**What is required**
Produce an exact copy of the lines from the line containing "duration_ms, reason, rssi);" through the last line of the entries below, and only those lines.

**Data shown**
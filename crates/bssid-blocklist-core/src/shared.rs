//! Thread-safe handle around a [`BssidBlocklistMonitor`].
//!
//! Every operation takes the one mutex for its whole duration, so each call is
//! a single read-modify-write of the status map and history. A poisoned lock
//! is recovered rather than propagated; the monitor has no invariants that a
//! panicking logger could leave half-updated.

use std::collections::BTreeSet;
use std::sync::{Arc, Mutex, MutexGuard};

use crate::failure_reason::FailureReason;
use crate::monitor::{BlocklistSnapshot, BssidBlocklistMonitor};
use crate::scan::ScanDetail;

#[derive(Debug, Clone)]
pub struct SharedBlocklistMonitor {
    inner: Arc<Mutex<BssidBlocklistMonitor>>,
}

impl SharedBlocklistMonitor {
    #[must_use]
    pub fn new(monitor: BssidBlocklistMonitor) -> Self {
        Self {
            inner: Arc::new(Mutex::new(monitor)),
        }
    }

    fn lock(&self) -> MutexGuard<'_, BssidBlocklistMonitor> {
        match self.inner.lock() {
            Ok(guard) => guard,
            Err(poisoned) => poisoned.into_inner(),
        }
    }

    /// Run several operations under one lock.
    pub fn with<R>(&self, f: impl FnOnce(&mut BssidBlocklistMonitor) -> R) -> R {
        f(&mut self.lock())
    }

    pub fn handle_bssid_connection_failure(
        &self,
        bssid: &str,
        ssid: &str,
        reason: FailureReason,
        rssi: i32,
    ) -> bool {
        self.lock()
            .handle_bssid_connection_failure(bssid, ssid, reason, rssi)
    }

    pub fn handle_bssid_connection_success(&self, bssid: &str, ssid: &str) {
        self.lock().handle_bssid_connection_success(bssid, ssid);
    }

    pub fn handle_dhcp_provisioning_success(&self, bssid: &str, ssid: &str) {
        self.lock().handle_dhcp_provisioning_success(bssid, ssid);
    }

    pub fn handle_network_validation_success(&self, bssid: &str, ssid: &str) {
        self.lock().handle_network_validation_success(bssid, ssid);
    }

    pub fn update_and_get_bssid_blocklist(&self) -> BTreeSet<String> {
        self.lock().update_and_get_bssid_blocklist()
    }

    pub fn update_and_get_bssid_blocklist_for_ssid(&self, ssid: &str) -> BTreeSet<String> {
        self.lock().update_and_get_bssid_blocklist_for_ssid(ssid)
    }

    pub fn update_and_get_num_blocked_bssids_for_ssid(&self, ssid: &str) -> usize {
        self.lock().update_and_get_num_blocked_bssids_for_ssid(ssid)
    }

    pub fn update_firmware_roaming_configuration(&self, ssid: &str) {
        self.lock().update_firmware_roaming_configuration(ssid);
    }

    pub fn try_enabling_blocked_bssids(&self, scan_details: &[ScanDetail]) {
        self.lock().try_enabling_blocked_bssids(scan_details);
    }

    pub fn block_bssid_for_duration_ms(
        &self,
        bssid: Option<&str>,
        ssid: Option<&str>,
        duration_ms: i64,
        reason: FailureReason,
        rssi: i32,
    ) {
        self.lock()
            .block_bssid_for_duration_ms(bssid, ssid, duration_ms, reason, rssi);
    }

    pub fn clear_bssid_blocklist(&self) {
        self.lock().clear_bssid_blocklist();
    }

    pub fn clear_bssid_blocklist_for_ssid(&self, ssid: &str) {
        self.lock().clear_bssid_blocklist_for_ssid(ssid);
    }

    pub fn handle_network_removed(&self, ssid: &str) {
        self.lock().handle_network_removed(ssid);
    }

    pub fn failure_reasons_for_ssid(&self, ssid: Option<&str>) -> BTreeSet<FailureReason> {
        self.lock().failure_reasons_for_ssid(ssid)
    }

    pub fn bssid_status_history_logger_size(&self) -> usize {
        self.lock().bssid_status_history_logger_size()
    }

    pub fn snapshot(&self) -> BlocklistSnapshot {
        self.lock().snapshot()
    }
}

**Response**
            .block_bssid_for_duration_ms(bssid, ssid, duration_ms, reason, rssi);
    }

    pub fn clear_bssid_blocklist(&self) {
        self.lock().clear_bssid_blocklist();
    }

    pub fn clear_bssid_blocklist_for_ssid(&self, ssid: &str) {
        self.lock().clear_bssid_blocklist_for_ssid(ssid);
    }

    pub fn handle_network_removed(&self, ssid: &str) {
        self.lock().handle_network_removed(ssid);
    }

    pub fn failure_reasons_for_ssid(&self, ssid: Option<&str>) -> BTreeSet<FailureReason> {
        self.lock().failure_reasons_for_ssid(ssid)
    }

    pub fn bssid_status_history_logger_size(&self) -> usize {
        self.lock().bssid_status_history_logger_size()
    }

    pub fn snapshot(&self) -> BlocklistSnapshot {
        self.lock().snapshot()
    }
}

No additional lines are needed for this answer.